Movie Review: Sweeney Todd - the Demon Barber of Fleet Street
Published February 15, 2008
Sweeney Todd as filmed by Tim Burton plays like the demented flip side to Moulin Rouge, sharing the stylised sets, the flashy zooms, the bigger-than-life acting, and the overwhelming melodrama. This is not a bad thing.
The story: A barber takes revenge on the judge who sabotaged his marriage, locked him up, and took his daughter. He hooks up with a woman who is down on her luck and runs a meat pie shop. As the movie is based on a Stephen Sondheim musical, lots of singing ensues, while the blood starts spraying and the bodies start piling up. The highlight is a musical number in which the couple goes gloriously around the bend, coming up with a cunning recycling scheme for their victims. Less engaging are the numbers and scenes involving the misplaced daughter and her doe-eyed suitor; insanity and evil-doing proves itself to be much more interesting than innocence and virtue.
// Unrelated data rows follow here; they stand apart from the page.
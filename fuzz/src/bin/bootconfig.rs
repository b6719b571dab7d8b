#[cfg(not(windows))]
mod fuzz {
    use bootpayload::{cmdline::BootConfigUpdate, format::bootconfig};
    use honggfuzz::fuzz;

    pub fn main() {
        loop {
            fuzz!(|data: &[u8]| {
                let mut region = data.to_vec();
                region.resize(data.len() * 2 + bootconfig::TRAILER_SIZE, 0);

                if let Ok(applied) = bootconfig::append_params(data, &mut region, data.len()) {
                    let _ = bootconfig::Trailer::verify(&region, applied.size);
                }

                let mut update = BootConfigUpdate::new();
                let _ = bootpayload::cmdline::migrate_androidboot_args(Some(data), &mut update);
            });
        }
    }
}

fn main() {
    #[cfg(not(windows))]
    fuzz::main();
}
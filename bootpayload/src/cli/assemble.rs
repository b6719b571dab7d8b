// SPDX-FileCopyrightText: 2025 Andrew Gunnerson
// SPDX-License-Identifier: GPL-3.0-only

use std::{
    fs::{self, File},
    path::{Path, PathBuf},
};

use anyhow::{Context, Result, bail};
use clap::Parser;

use crate::{
    cli::{self, info::open_image},
    config::Config,
    payload::{
        BootContext, BootMode, ChosenBootConfig, ImageSource, PayloadAssembler, PayloadSources,
    },
};

fn open_optional(path: Option<&Path>) -> Result<Option<File>> {
    path.map(open_image).transpose()
}

fn source(file: &File) -> Result<ImageSource<'_>> {
    ImageSource::partition(file).context("Failed to get image size")
}

pub fn assemble_main(cli: &AssembleCli) -> Result<()> {
    let mut config = match &cli.config {
        Some(path) => Config::load(path)?,
        None => Config::default(),
    };

    if let Some(skip) = cli.signature_header_skip {
        config.signature_header_skip = skip;
    }
    if let Some(mode) = cli.boot_mode {
        config.boot_mode = mode;
    }
    if cli.migrate_cmdline {
        config.migrate_cmdline = true;
    }

    let boot = open_image(&cli.boot)?;
    let vendor_boot = open_optional(cli.vendor_boot.as_deref())?;
    let init_boot = open_optional(cli.init_boot.as_deref())?;

    let sources = PayloadSources {
        boot: source(&boot)?,
        vendor_boot: vendor_boot.as_ref().map(source).transpose()?,
        init_boot: init_boot.as_ref().map(source).transpose()?,
    };

    let mut importer = match &cli.dtb_bootconfig {
        Some(path) => ChosenBootConfig(Some(
            fs::read(path).with_context(|| format!("Failed to read bootconfig: {path:?}"))?,
        )),
        None => ChosenBootConfig(None),
    };

    let pending = config.pending_updates()?;
    let mut context = BootContext::new();
    let mut assembler = PayloadAssembler::new(config.assembler_options());

    assembler
        .assemble(&sources, &mut importer, &pending, &mut context)
        .context("Failed to assemble boot payload")?;

    let Some(kernel) = context.take_kernel() else {
        bail!("No kernel was published");
    };
    fs::write(&cli.output_kernel, &kernel)
        .with_context(|| format!("Failed to write kernel: {:?}", cli.output_kernel))?;
    cli::status!("Wrote {} byte kernel to {:?}", kernel.len(), cli.output_kernel);

    match context.take_initrd() {
        Some(initrd) => {
            fs::write(&cli.output_initrd, initrd.committed())
                .with_context(|| format!("Failed to write initrd: {:?}", cli.output_initrd))?;
            cli::status!(
                "Wrote initrd to {:?}: {} ramdisk bytes, {} bootconfig bytes",
                cli.output_initrd,
                initrd.ramdisk_size(),
                initrd.committed_size() - initrd.ramdisk_size(),
            );
        }
        None => cli::warning!("Image has no ramdisk; not writing initrd"),
    }

    Ok(())
}

/// Assemble the kernel and initrd from boot partition images.
#[derive(Debug, Parser)]
pub struct AssembleCli {
    /// Path to boot image.
    #[arg(long, value_name = "FILE", value_parser)]
    boot: PathBuf,

    /// Path to vendor boot image.
    #[arg(long, value_name = "FILE", value_parser)]
    vendor_boot: Option<PathBuf>,

    /// Path to init boot image.
    #[arg(long, value_name = "FILE", value_parser)]
    init_boot: Option<PathBuf>,

    /// Path to raw /chosen/bootconfig device tree property.
    #[arg(long, value_name = "FILE", value_parser)]
    dtb_bootconfig: Option<PathBuf>,

    /// Path to TOML config.
    #[arg(short, long, value_name = "FILE", value_parser)]
    config: Option<PathBuf>,

    /// Offset of each image if it is preceded by a signature header.
    #[arg(long, value_name = "BYTES")]
    signature_header_skip: Option<u64>,

    /// Boot mode.
    #[arg(long, value_name = "MODE")]
    boot_mode: Option<BootMode>,

    /// Move androidboot.* options from the kernel command line to bootconfig.
    #[arg(long)]
    migrate_cmdline: bool,

    /// Path to output kernel.
    #[arg(long, value_name = "FILE", value_parser)]
    output_kernel: PathBuf,

    /// Path to output initrd.
    #[arg(long, value_name = "FILE", value_parser)]
    output_initrd: PathBuf,
}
The cast is great. Sacha Baron Cohen (aka "that Borat guy") catches a lot of laughs for his silly performance as Signor Adolfo Pirelli, bending the tone of the movie, but stopping just short of breaking it. Alan Rickman pulls off another sneering "Snape" performance with glee, though he might want to look for roles that free him from the mould he seems to be stuck in. Timothy Spall and Helena Bonham Carter make the Harry Potter reunion complete, Carter looking very much like her Bellatrix Lestrange character from Potter world. She does a great job of providing the movie with some much needed lightness and heart as the dangerously loopy Mrs. Lovett. Johnny Depp is intense and single-minded but manages to keep Sweeney interesting and borderline sympathetic.
I don't know the plot of the original musical, so I can't say if anything was changed, but the ending as it stands seems fitting. With this much bloody murder going on, it can only end in tears. There is also a twist near the end that I saw coming a mile away, but not so for the two people I was with, so judge for yourself if it is obvious or very clever. The moral of the story is: kids, don't let vengeance ruin your life. Also: don't get shaved by strangers and only eat meat at places you trust.
Sweeney Todd: The Demon Barber of Fleet Street, 2007, 116 min. USA/UK. Director: Tim Burton. Starring: Johnny Depp, Helena Bonham Carter, Alan Rickman.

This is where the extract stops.